Category: Fellows Posters
Clevidipine is an intravenous, rapid-acting, easily titratable dihydropyridine calcium channel blocker commonly used in the tight management of blood pressure in patients during the acute phase of neurologic emergencies. Once patients are hemodynamically stable, patients are transitioned from clevidipine to oral antihypertensives. An issue with clevidipine use is rebound hypertension upon discontinuation despite initiation of oral antihypertensive medications. The purpose of this retrospective chart review is to identify oral antihypertensives that minimize the rate of rebound hypertension, which to our knowledge has not been evaluated before.

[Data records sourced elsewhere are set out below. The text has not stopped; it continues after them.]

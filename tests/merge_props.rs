//! Property tests for merging and the sorted-range set algebra

use proptest::prelude::*;
use strider::merge::{inplace_merge, inplace_merge_by, merge};
use strider::seq::Slots;
use strider::set_ops::{includes, set_difference, set_intersection, set_symmetric_difference, set_union};

mod test_helpers;
use test_helpers::*;

fn sorted_pair() -> impl Strategy<Value = (Vec<i32>, Vec<i32>)> {
    (
        proptest::collection::vec(-50i32..50, 0..48),
        proptest::collection::vec(-50i32..50, 0..48),
    )
        .prop_map(|(mut a, mut b)| {
            a.sort_unstable();
            b.sort_unstable();
            (a, b)
        })
}

proptest! {
    #[test]
    fn inplace_merge_equals_copying_merge((a, b) in sorted_pair()) {
        let left = slots_of(&a);
        let right = slots_of(&b);
        let mut copied = Vec::new();
        merge(left.begin(), left.end(), right.begin(), right.end(), &mut copied).unwrap();

        let mut joined = a.clone();
        joined.extend_from_slice(&b);
        let s = slots_of(&joined);
        inplace_merge(s.begin(), s.cursor_at(a.len()), s.end());

        prop_assert_eq!(s.snapshot(), copied);
    }

    #[test]
    fn merged_output_is_sorted_and_preserves_the_multiset((a, b) in sorted_pair()) {
        let mut joined = a.clone();
        joined.extend_from_slice(&b);
        let s = slots_of(&joined);
        inplace_merge(s.begin(), s.cursor_at(a.len()), s.end());
        let after = s.snapshot();
        prop_assert!(after.windows(2).all(|w| w[0] <= w[1]));
        prop_assert!(same_multiset(&joined, &after));
    }

    #[test]
    fn set_algebra_matches_a_counting_oracle((a, b) in sorted_pair()) {
        let sa = slots_of(&a);
        let sb = slots_of(&b);

        let mut union = Vec::new();
        set_union(sa.begin(), sa.end(), sb.begin(), sb.end(), &mut union).unwrap();
        let mut inter = Vec::new();
        set_intersection(sa.begin(), sa.end(), sb.begin(), sb.end(), &mut inter).unwrap();
        let mut diff = Vec::new();
        set_difference(sa.begin(), sa.end(), sb.begin(), sb.end(), &mut diff).unwrap();
        let mut sym = Vec::new();
        set_symmetric_difference(sa.begin(), sa.end(), sb.begin(), sb.end(), &mut sym).unwrap();

        // Multiset count identities: for every value v with count ca/cb,
        // union has max, intersection min, difference the excess, and the
        // symmetric difference the absolute excess.
        for v in -50i32..50 {
            let ca = a.iter().filter(|x| **x == v).count();
            let cb = b.iter().filter(|x| **x == v).count();
            prop_assert_eq!(union.iter().filter(|x| **x == v).count(), ca.max(cb));
            prop_assert_eq!(inter.iter().filter(|x| **x == v).count(), ca.min(cb));
            prop_assert_eq!(diff.iter().filter(|x| **x == v).count(), ca.saturating_sub(cb));
            prop_assert_eq!(
                sym.iter().filter(|x| **x == v).count(),
                ca.saturating_sub(cb) + cb.saturating_sub(ca)
            );
        }

        prop_assert!(union.windows(2).all(|w| w[0] <= w[1]));
        let su = slots_of(&union);
        prop_assert!(includes(su.begin(), su.end(), sa.begin(), sa.end()));
    }

    #[test]
    fn inplace_merge_is_stable_across_the_seam((a, b) in sorted_pair()) {
        // Tags record each element's position in the concatenation, so an
        // equal-key pair straddling the seam must come out left-tag first.
        let mut joined = a.clone();
        joined.extend_from_slice(&b);
        let s = Slots::from(tag_all(&joined));
        inplace_merge_by(s.begin(), s.cursor_at(a.len()), s.end(), by_key);

        let after = s.snapshot();
        for w in after.windows(2) {
            prop_assert!(
                w[0].key < w[1].key || (w[0].key == w[1].key && w[0].tag < w[1].tag)
            );
        }
    }
}

#[test]
fn adjacent_sorted_runs_merge_cleanly() {
    let s = Slots::from(vec![1, 3, 5, 2, 4, 6]);
    inplace_merge(s.begin(), s.cursor_at(3), s.end());
    assert_eq!(s.snapshot(), vec![1, 2, 3, 4, 5, 6]);
}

This study is a retrospective chart review of patients admitted to the neuro-intensive care unit from February 2019 to August 2019. Patients included are those aged 18 years or older and admitted for ischemic stroke, intracranial hemorrhage, or subarachnoid hemorrhage and received clevidipine for blood pressure management. Patients excluded include any admitting diagnosis to the neuro-ICU other than the aforementioned conditions or the use of nicardipine at any time. The primary endpoint is the successful maintenance of blood pressure to goal 8 hours after discontinuation of clevidipine and transition to an oral calcium channel blocker. Secondary endpoints include hospital and ICU length of stay, reinitiation of clevidipine within 24 hours if warranted, classification of oral antihypertensive and other pertinent data (including drug, dose, and frequency), use of additional rescue IV antihypertensives, and duration of clevidipine use. Statistical analyses used will include the Mann-Whitney U test and the two sample t-test.